Date of Decision: 1-4-2013
Jürg Zimmermann invented a number of derivatives of N-phenyl-2- pyrimidineamine, one of which is CGP 571481 in free base form (later given the International Nonproprietary Name ‘Imatinib’ by the World Health Organisation). These derivatives, including Imatinib, are capable of inhibiting certain protein kinases, especially protein kinase C and PDGF (platelet-derived growth factor)-receptor tyrosine kinase and thus have valuable anti-tumour properties and can be used in the preparation of pharmaceutical compositions for the treatment of warm-blooded animals, for example, as anti-tumoral drugs and as drugs against atherosclerosis.
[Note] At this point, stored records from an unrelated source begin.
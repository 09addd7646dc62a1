pub mod access;
pub mod availability;
pub mod booking;
pub mod calendar;
pub mod clock;
pub mod conflict;
pub mod consistency;
pub mod duration;
pub mod lifecycle;
pub mod pets;
pub mod repository;
pub mod supabase;

pub use availability::AvailabilityService;
pub use booking::AppointmentBookingService;
pub use calendar::{ClinicCalendarGate, ClinicHours, ClinicStatusGate};
pub use clock::{Clock, FixedClock, SystemClock};
pub use conflict::{find_conflicts, has_conflict, intervals_overlap};
pub use consistency::SchedulingConsistencyService;
pub use duration::{compute_end_time, duration};
pub use lifecycle::AppointmentLifecycleService;
pub use pets::{InMemoryPetDirectory, PetDirectory};
pub use repository::{AppointmentRepository, InMemoryAppointmentRepository};
pub use supabase::{SupabaseAppointmentRepository, SupabasePetDirectory};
The N-phenyl-2-pyrimidine-amine derivatives, including Imatinib, was granted US Patent No. 5,521,184 on May 28, 1996. The Zimmermann compounds (i.e., derivatives of N-phenyl-2-pyrimidine-amine) were also granted a European patent under Patent No. EP-A-0 564 409.
The appellant claims that beginning with Imatinib in free base form, in a two-stage invention they first produced its methanesulfonic acid addition salt, Imatinib Mesylate, and then proceeded to develop the beta crystalline form of Imatinib Mesylate and named it as Glivec used for the treatment of chronic myeloid leukemia and certain kinds of tumors.
Evergreening of patents. What is the true import of section 3(d) of the Patents Act, 1970?
“Evergreening” is a term used to label practices that have developed in certain jurisdictions wherein a trifling change is made to an existing product, and claimed as a new invention. The coverage/protection afforded by the alleged new invention is then used to extend the patentee’s exclusive rights over the product, preventing competition.
Section 3(d) of the Patents Act, 1970 bars patent protection for all incremental inventions of chemical and pharmaceutical substances. The patent application submitted by the appellant contain a clear averment that all the therapeutic qualities of beta crystalline form of Imatinib Mesylate are also possessed by Imatinib Mesylate in free base. Beta crystalline form of Imatinib Mesylate is thus clearly a new form of a known substance. Regarding the therapeutic efficacy, it is clear that the physico-chemical properties of beta crystalline form of Imatinib Mesylate may be otherwise beneficial, but theses properties cannot even be taken into account for the purpose of the test of section 3(d), since these properties have nothing to do with therapeutic efficacy. Therefore, the beta crystalline form of Imatinib Mesylate fails the test of section 3(d). The appeal preferred by the appellant thus, failed and was dismissed with costs.